Wenns nur HD Ready sein soll, dann sollte die Auflösung 1280 x 720 betragen, sogennant 720 p


----------



## andinger (30. Juli 2009)

*AW: SPDIF über Grafikkarte zu (HDMI) LCD TV - Kein Sound*

Hallo nochmal....

So, ich habe heute nochmal als Gegentest den aktuellen Treiber von Nvidia für die 9er Serie installiert, nach Neustart kein Sound, dann wieder alten mitgelieferten Treiber von GraKa installiert, sound wieder da...also ist´s wohl wirklich ein Treiberkonflikt...bin mal gespannt ob sich das mit dem nächsten Treiberrelease gibt...

Was die Auflösung angeht habe ich auf 720p eingestellt, ruckelte zwar immer noch, aber als ich dann im Power DVD den Pfad bzgl. BR auf meine 2. SATA Platte gelegt hatte wurde es mit dem Ruckeln besser... 

Mal gucken, ob ich das letzte bisschen ruckeln auch noch in den Griff bekomme...

Oder...weiß jemand ob es ggf. eine freeware alternative zu Power DVD gibt?


----------



## BigBubby (30. Juli 2009)

*AW: SPDIF über Grafikkarte zu (HDMI) LCD TV - Kein Sound*

Ich weiß nicht, ob er auch Blurays so gut abspielt, aber makrovski und co ist der MPC (HomeCinema) am besten.
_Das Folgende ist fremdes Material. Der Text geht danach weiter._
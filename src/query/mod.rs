//! Query shaping and execution for the inventory endpoints.
//!
//! Turns grid request parameters into SQL clauses and runs the resulting
//! statements against the warehouse.

pub mod compose;
pub mod descriptor;
pub mod executor;
pub mod page;

pub use compose::{compose_order_by, compose_where, ColumnPolicy, OrderByClause, WhereClause};
pub use descriptor::{
    parse_filters, parse_sorting, FilterDescriptor, FilterOperator, SortDescriptor, SortDirection,
};
pub use executor::{DataPage, DataQuery, QueryExecutor};
pub use page::PageRequest;
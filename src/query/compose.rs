//! WHERE and ORDER BY composition.
//!
//! Composed clauses keep their descriptors and only become SQL when rendered
//! for a dialect. [`WhereClause::render`] emits placeholders and pushes the
//! filter values onto a parameter list; values never end up in the SQL text.
//! [`WhereClause::render_inline`] produces the literal form used in logs.

use super::descriptor::{FilterDescriptor, FilterOperator, SortDescriptor};
use crate::config::QueryConfig;
use crate::db::dialect::{is_safe_identifier, quote_literal};
use crate::db::Dialect;
use tracing::debug;

/// Decides which column names clients may filter and sort on.
#[derive(Debug, Clone, Default, PartialEq, Eq)]
pub struct ColumnPolicy {
    allowed: Vec<String>,
}

impl ColumnPolicy {
    /// Any safe identifier is accepted.
    pub fn any() -> Self {
        Self::default()
    }

    /// Only the listed columns are accepted.
    pub fn allow_list<I, S>(columns: I) -> Self
    where
        I: IntoIterator<Item = S>,
        S: Into<String>,
    {
        Self {
            allowed: columns.into_iter().map(Into::into).collect(),
        }
    }

    pub fn from_config(config: &QueryConfig) -> Self {
        Self::allow_list(config.columns.iter().cloned())
    }

    /// Returns true if `field` may appear in a composed clause.
    pub fn permits(&self, field: &str) -> bool {
        is_safe_identifier(field)
            && (self.allowed.is_empty() || self.allowed.iter().any(|c| c == field))
    }
}

/// A conjunction of column filters.
#[derive(Debug, Clone, Default, PartialEq, Eq)]
pub struct WhereClause {
    conditions: Vec<FilterDescriptor>,
}

impl WhereClause {
    pub fn is_empty(&self) -> bool {
        self.conditions.is_empty()
    }

    pub fn conditions(&self) -> &[FilterDescriptor] {
        &self.conditions
    }

    /// Renders the clause with placeholders, appending values to `params`.
    ///
    /// Placeholders are numbered from the current length of `params`, so one
    /// parameter list can be shared by several rendered fragments.
    pub fn render(&self, dialect: Dialect, params: &mut Vec<String>) -> String {
        if self.is_empty() {
            return String::new();
        }

        let fragments: Vec<String> = self
            .conditions
            .iter()
            .map(|condition| {
                let placeholder = dialect.placeholder(params.len());
                params.push(bound_value(condition));
                format!(
                    "{} {} {}",
                    dialect.text_operand(&condition.field),
                    condition.operator.sql_operator(),
                    placeholder
                )
            })
            .collect();

        format!("WHERE {}", fragments.join(" AND "))
    }

    /// Renders the clause with values inlined as quoted literals.
    ///
    /// For logging only. Executed statements always use [`WhereClause::render`].
    pub fn render_inline(&self, dialect: Dialect) -> String {
        if self.is_empty() {
            return String::new();
        }

        let fragments: Vec<String> = self
            .conditions
            .iter()
            .map(|condition| {
                format!(
                    "{} {} {}",
                    dialect.quote_identifier(&condition.field),
                    condition.operator.sql_operator(),
                    quote_literal(&bound_value(condition))
                )
            })
            .collect();

        format!("WHERE {}", fragments.join(" AND "))
    }
}

fn bound_value(condition: &FilterDescriptor) -> String {
    match condition.operator {
        FilterOperator::Contains => format!("%{}%", condition.value),
        FilterOperator::Equals | FilterOperator::DoesNotEqual => condition.value.clone(),
    }
}

/// An ordered list of sort keys.
#[derive(Debug, Clone, Default, PartialEq, Eq)]
pub struct OrderByClause {
    keys: Vec<SortDescriptor>,
}

impl OrderByClause {
    pub fn is_empty(&self) -> bool {
        self.keys.is_empty()
    }

    pub fn keys(&self) -> &[SortDescriptor] {
        &self.keys
    }

    pub fn render(&self, dialect: Dialect) -> String {
        if self.is_empty() {
            return String::new();
        }

        let keys: Vec<String> = self
            .keys
            .iter()
            .map(|key| format!("{} {}", dialect.quote_identifier(&key.field), key.direction))
            .collect();

        format!("ORDER BY {}", keys.join(", "))
    }
}

/// Builds a WHERE clause from filter descriptors, dropping any whose field the
/// policy does not permit.
pub fn compose_where(filters: &[FilterDescriptor], policy: &ColumnPolicy) -> WhereClause {
    let conditions = filters
        .iter()
        .filter(|filter| {
            let permitted = policy.permits(&filter.field);
            if !permitted {
                debug!("Dropping filter on disallowed column '{}'", filter.field);
            }
            permitted
        })
        .cloned()
        .collect();

    WhereClause { conditions }
}

/// Builds an ORDER BY clause from sort descriptors, dropping any whose field
/// the policy does not permit.
pub fn compose_order_by(sorts: &[SortDescriptor], policy: &ColumnPolicy) -> OrderByClause {
    let keys = sorts
        .iter()
        .filter(|sort| {
            let permitted = policy.permits(&sort.field);
            if !permitted {
                debug!("Dropping sort on disallowed column '{}'", sort.field);
            }
            permitted
        })
        .cloned()
        .collect();

    OrderByClause { keys }
}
Alternativ geht noch der MPlayer, aber nur ohne gui (mit gui hat verliert der irgendwie 10-20% leistung. ka warum).

Ich würde ja mal Nvidiasupport anschreiben und nachfragen, was die da empfehlen, wegen der SPDIF ausgabe, würde mich auch mal interessieren.


----------



## andinger (31. Juli 2009)

*AW: SPDIF über Grafikkarte zu (HDMI) LCD TV - Kein Sound*

Ja, das interessiert mich auch was da das Problem ist...Anfrage an den Support hab ich schon abgeschickt...will schließlich auch mit dem GraKa Treiber Up to date sein...ich gebe Rückinfo, wenn ich ne Rückantwort habe...


----------



## andinger (3. August 2009)

*AW: SPDIF über Grafikkarte zu (HDMI) LCD TV - Kein Sound*

Hallo zusammen

Sooo, nachdem ich nun über ein paar Tage Kontakt mit dem Nvidia Support hatte ist unterm Strich folgendes rausgekommen:

"Abwarten, bis ein neues Treiber Release kommt"
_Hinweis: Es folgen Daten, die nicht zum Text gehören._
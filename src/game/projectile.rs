//! Thrown parcels: friction, rebounds and delivery resolution

use serde::{Deserialize, Serialize};

use crate::util::Vec2;

use super::router::Vehicle;
use super::world::{DeliveryTarget, Obstacle, WorldBounds};
use super::ConnectionId;

pub const PROJECTILE_RADIUS: f32 = 8.0;
/// Velocity multiplier applied every tick
pub const FRICTION: f32 = 0.96;
/// Speed kept after a bounce
pub const RESTITUTION: f32 = 0.6;
/// Below this speed a parcel has come to rest
pub const STOP_SPEED: f32 = 0.5;
/// Fastest throw accepted from any source
pub const MAX_THROW_SPEED: f32 = 18.0;

pub const MAX_DELIVERY_SCORE: u32 = 100;
pub const MIN_DELIVERY_SCORE: u32 = 10;
/// Points lost for a parcel that misses or leaves the map
pub const MISS_PENALTY: u32 = 5;

/// A parcel in flight
#[derive(Debug, Clone, Serialize, Deserialize)]
pub struct Projectile {
    pub id: u64,
    pub owner: ConnectionId,
    pub position: Vec2,
    pub velocity: Vec2,
    pub active: bool,
    pub delivered: bool,
    pub sliding: bool,
}

impl Projectile {
    pub fn new(id: u64, owner: ConnectionId, position: Vec2, velocity: Vec2) -> Self {
        Self {
            id,
            owner,
            position,
            velocity: velocity.clamp_length(MAX_THROW_SPEED),
            active: true,
            delivered: false,
            sliding: true,
        }
    }
}

/// Why a parcel scored nothing
#[derive(Debug, Clone, Copy, PartialEq, Eq, Serialize, Deserialize)]
#[serde(rename_all = "snake_case")]
pub enum FailureReason {
    /// Came to rest outside the active target
    Missed,
    /// Left the world while still sliding
    OutOfBounds,
}

/// Result of one physics step
#[derive(Debug, Clone, Copy, PartialEq)]
pub enum ProjectileOutcome {
    /// Still moving
    Sliding,
    Delivered {
        target_index: usize,
        distance: f32,
        score: u32,
    },
    Failed(FailureReason),
    /// Already resolved on an earlier tick; nothing happened
    Settled,
}

impl ProjectileOutcome {
    /// Whether the projectile should stay in the world
    pub fn is_active(&self) -> bool {
        matches!(self, Self::Sliding)
    }
}

/// Read-only view of the world a projectile interacts with
pub struct PhysicsContext<'a> {
    pub bounds: WorldBounds,
    pub obstacles: &'a [Obstacle],
    pub vehicles: &'a [Vehicle],
    /// Index and data of the currently active target
    pub target: Option<(usize, &'a DeliveryTarget)>,
}

/// Advance one projectile by one tick.
///
/// Resolution (deliver or fail) happens exactly once: on the tick the
/// parcel stops or leaves the world. Afterwards the projectile is inactive
/// and further calls return [`ProjectileOutcome::Settled`].
pub fn update(projectile: &mut Projectile, ctx: &PhysicsContext<'_>) -> ProjectileOutcome {
    if !projectile.active || !projectile.sliding {
        return ProjectileOutcome::Settled;
    }

    projectile.position += projectile.velocity;
    projectile.velocity *= FRICTION;

    if !ctx.bounds.contains(projectile.position) {
        finish(projectile, false);
        return ProjectileOutcome::Failed(FailureReason::OutOfBounds);
    }

    if !bounce_off_obstacles(projectile, ctx.obstacles) {
        bounce_off_vehicles(projectile, ctx.vehicles);
    }

    if projectile.velocity.length() >= STOP_SPEED {
        return ProjectileOutcome::Sliding;
    }

    match ctx.target {
        Some((target_index, target)) => {
            let distance = projectile.position.distance_to(target.position);
            if distance <= target.radius {
                finish(projectile, true);
                ProjectileOutcome::Delivered {
                    target_index,
                    distance,
                    score: accuracy_score(distance, target.radius),
                }
            } else {
                finish(projectile, false);
                ProjectileOutcome::Failed(FailureReason::Missed)
            }
        }
        None => {
            finish(projectile, false);
            ProjectileOutcome::Failed(FailureReason::Missed)
        }
    }
}

fn finish(projectile: &mut Projectile, delivered: bool) {
    projectile.sliding = false;
    projectile.active = false;
    projectile.delivered = delivered;
    projectile.velocity = Vec2::ZERO;
}

/// Points for a parcel resting `distance` from a target's centre: full
/// marks at the centre, falling linearly to the floor at the rim.
pub fn accuracy_score(distance: f32, radius: f32) -> u32 {
    if radius <= 0.0 {
        return MIN_DELIVERY_SCORE;
    }
    let t = (distance / radius).clamp(0.0, 1.0);
    let span = (MAX_DELIVERY_SCORE - MIN_DELIVERY_SCORE) as f32;
    MIN_DELIVERY_SCORE + (span * (1.0 - t)).round() as u32
}

/// Reflect off the first obstacle touched. Returns true on a hit.
fn bounce_off_obstacles(projectile: &mut Projectile, obstacles: &[Obstacle]) -> bool {
    let r = PROJECTILE_RADIUS;
    for obstacle in obstacles {
        let closest = obstacle.closest_point(projectile.position);
        let delta = projectile.position - closest;
        let dist_sq = delta.length_sq();
        if dist_sq >= r * r {
            continue;
        }

        let (normal, surface) = if dist_sq > 0.0 {
            (delta.normalize(), closest)
        } else {
            // Centre is inside the rectangle: leave through the nearest edge
            exit_through_nearest_edge(obstacle, projectile.position)
        };

        reflect(projectile, normal);
        projectile.position = surface + normal * r;
        return true;
    }
    false
}

fn exit_through_nearest_edge(o: &Obstacle, p: Vec2) -> (Vec2, Vec2) {
    let left = p.x - o.x;
    let right = o.x + o.width - p.x;
    let top = p.y - o.y;
    let bottom = o.y + o.height - p.y;
    let min = left.min(right).min(top).min(bottom);
    if min == left {
        (Vec2::new(-1.0, 0.0), Vec2::new(o.x, p.y))
    } else if min == right {
        (Vec2::new(1.0, 0.0), Vec2::new(o.x + o.width, p.y))
    } else if min == top {
        (Vec2::new(0.0, -1.0), Vec2::new(p.x, o.y))
    } else {
        (Vec2::new(0.0, 1.0), Vec2::new(p.x, o.y + o.height))
    }
}

fn bounce_off_vehicles(projectile: &mut Projectile, vehicles: &[Vehicle]) -> bool {
    for vehicle in vehicles {
        let combined = PROJECTILE_RADIUS + vehicle.radius();
        let delta = projectile.position - vehicle.position;
        let dist = delta.length();
        if dist >= combined {
            continue;
        }
        let normal = if dist > 0.0 {
            delta * (1.0 / dist)
        } else {
            (-projectile.velocity).normalize()
        };
        reflect(projectile, normal);
        projectile.position = vehicle.position + normal * combined;
        return true;
    }
    false
}

fn reflect(projectile: &mut Projectile, normal: Vec2) {
    // Only bounce when moving into the surface
    if projectile.velocity.dot(normal) < 0.0 {
        projectile.velocity = projectile.velocity.reflect(normal);
    }
    projectile.velocity *= RESTITUTION;
}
Nachdem ich nun die Treiberversionen durchinstalliert habe bin ich immer nur bei einem Treiber mit Sound:

182.50_geforce_winxp_32bit_english_whql - SOUND!
185.85_desktop_winxp_32bit_international_whql - NO SOUND!
186.18_desktop_winxp_32bit_international_whql - NO SOUND!
190.38_desktop_winxp_32bit_english_whql - NO SOUND!
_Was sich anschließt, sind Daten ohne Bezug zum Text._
//! Minimal 2D vector for simulation math

use serde::{Deserialize, Serialize};
use std::ops::{Add, AddAssign, Mul, MulAssign, Neg, Sub, SubAssign};

/// 2D vector in world units
#[derive(Debug, Clone, Copy, Default, PartialEq, Serialize, Deserialize)]
pub struct Vec2 {
    pub x: f32,
    pub y: f32,
}

impl Vec2 {
    pub const ZERO: Vec2 = Vec2 { x: 0.0, y: 0.0 };

    #[inline]
    pub fn new(x: f32, y: f32) -> Self {
        Self { x, y }
    }

    /// Unit vector pointing along `angle` (radians, 0 = +x)
    #[inline]
    pub fn from_angle(angle: f32) -> Self {
        Self {
            x: angle.cos(),
            y: angle.sin(),
        }
    }

    #[inline]
    pub fn length(&self) -> f32 {
        self.length_sq().sqrt()
    }

    #[inline]
    pub fn length_sq(&self) -> f32 {
        self.x * self.x + self.y * self.y
    }

    pub fn normalize(&self) -> Self {
        let len = self.length();
        if len > 0.0 {
            Self {
                x: self.x / len,
                y: self.y / len,
            }
        } else {
            Self::ZERO
        }
    }

    #[inline]
    pub fn dot(&self, other: Vec2) -> f32 {
        self.x * other.x + self.y * other.y
    }

    #[inline]
    pub fn distance_to(&self, other: Vec2) -> f32 {
        (*self - other).length()
    }

    #[inline]
    pub fn distance_sq_to(&self, other: Vec2) -> f32 {
        (*self - other).length_sq()
    }

    /// Angle of this vector in radians
    #[inline]
    pub fn angle(&self) -> f32 {
        self.y.atan2(self.x)
    }

    pub fn clamp_length(&self, max: f32) -> Self {
        let len = self.length();
        if len > max && len > 0.0 {
            *self * (max / len)
        } else {
            *self
        }
    }

    /// Reflect about a unit normal: `v - 2(v·n)n`
    pub fn reflect(&self, normal: Vec2) -> Self {
        *self - normal * (2.0 * self.dot(normal))
    }

    pub fn is_finite(&self) -> bool {
        self.x.is_finite() && self.y.is_finite()
    }
}

impl Add for Vec2 {
    type Output = Self;
    #[inline]
    fn add(self, other: Self) -> Self {
        Self::new(self.x + other.x, self.y + other.y)
    }
}

impl AddAssign for Vec2 {
    #[inline]
    fn add_assign(&mut self, other: Self) {
        self.x += other.x;
        self.y += other.y;
    }
}

impl Sub for Vec2 {
    type Output = Self;
    #[inline]
    fn sub(self, other: Self) -> Self {
        Self::new(self.x - other.x, self.y - other.y)
    }
}

impl SubAssign for Vec2 {
    #[inline]
    fn sub_assign(&mut self, other: Self) {
        self.x -= other.x;
        self.y -= other.y;
    }
}

impl Mul<f32> for Vec2 {
    type Output = Self;
    #[inline]
    fn mul(self, scalar: f32) -> Self {
        Self::new(self.x * scalar, self.y * scalar)
    }
}

impl MulAssign<f32> for Vec2 {
    #[inline]
    fn mul_assign(&mut self, scalar: f32) {
        self.x *= scalar;
        self.y *= scalar;
    }
}

impl Neg for Vec2 {
    type Output = Self;
    #[inline]
    fn neg(self) -> Self {
        Self::new(-self.x, -self.y)
    }
}

/// Wrap an angle into `[-PI, PI]`
pub fn wrap_angle(angle: f32) -> f32 {
    let wrapped = (angle + std::f32::consts::PI).rem_euclid(std::f32::consts::TAU);
    wrapped - std::f32::consts::PI
}
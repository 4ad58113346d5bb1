//! Parcel Rush server - authoritative multiplayer delivery game
//!
//! Serves a WebSocket endpoint per room and a health check. Each room runs
//! its own simulation task; connections only hand intents to it and relay
//! what it broadcasts.

mod app;
mod config;
mod game;
mod http;
mod util;
mod ws;

use std::net::SocketAddr;

use tokio::net::TcpListener;
use tracing::info;
use tracing_subscriber::{layer::SubscriberExt, util::SubscriberInitExt};

use crate::app::AppState;
use crate::config::Config;
use crate::http::build_router;
use crate::util::time::init_server_time;

#[tokio::main]
async fn main() -> anyhow::Result<()> {
    dotenvy::dotenv().ok();

    let config = Config::from_env()?;

    init_tracing(&config.log_level);
    init_server_time();

    info!("Starting Parcel Rush server");
    info!(
        addr = %config.server_addr,
        match_secs = config.game.match_duration_secs,
        required_deliveries = config.game.required_deliveries,
        move_validation = ?config.game.move_validation,
        "Configuration loaded"
    );

    let state = AppState::new(config.clone());
    let router = build_router(state);

    let addr: SocketAddr = config.server_addr;
    let listener = TcpListener::bind(addr).await?;

    info!("Server listening on {}", addr);
    info!("Health check: http://{}/health", addr);
    info!("WebSocket endpoint: ws://{}/ws?room=<name>", addr);

    axum::serve(listener, router)
        .with_graceful_shutdown(shutdown_signal())
        .await?;

    info!("Server shutdown complete");
    Ok(())
}

/// RUST_LOG wins over the configured level
fn init_tracing(log_level: &str) {
    let env_filter = tracing_subscriber::EnvFilter::try_from_default_env()
        .unwrap_or_else(|_| tracing_subscriber::EnvFilter::new(log_level));

    tracing_subscriber::registry()
        .with(env_filter)
        .with(tracing_subscriber::fmt::layer().with_target(true))
        .init();
}

async fn shutdown_signal() {
    let ctrl_c = async {
        if let Err(e) = tokio::signal::ctrl_c().await {
            tracing::error!(error = %e, "Failed to listen for Ctrl+C");
            std::future::pending::<()>().await;
        }
    };

    #[cfg(unix)]
    let terminate = async {
        match tokio::signal::unix::signal(tokio::signal::unix::SignalKind::terminate()) {
            Ok(mut signal) => {
                signal.recv().await;
            }
            Err(e) => {
                tracing::error!(error = %e, "Failed to install SIGTERM handler");
                std::future::pending::<()>().await;
            }
        }
    };

    #[cfg(not(unix))]
    let terminate = std::future::pending::<()>();

    tokio::select! {
        _ = ctrl_c => {
            info!("Received Ctrl+C, starting graceful shutdown");
        }
        _ = terminate => {
            info!("Received terminate signal, starting graceful shutdown");
        }
    }
}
Dann bin ich ja mal gespannt ob´s dann mit einem neuen Treiber funktioniert,....aber aus dem Bauch raus hab ich da ein schlechtes Gefühl.

Trotzdem muss man dem Nvidia Support ein großes Lob aussprechen. Schnelle Antworten, keine Abschmetter Rückmails, echt Top!


----------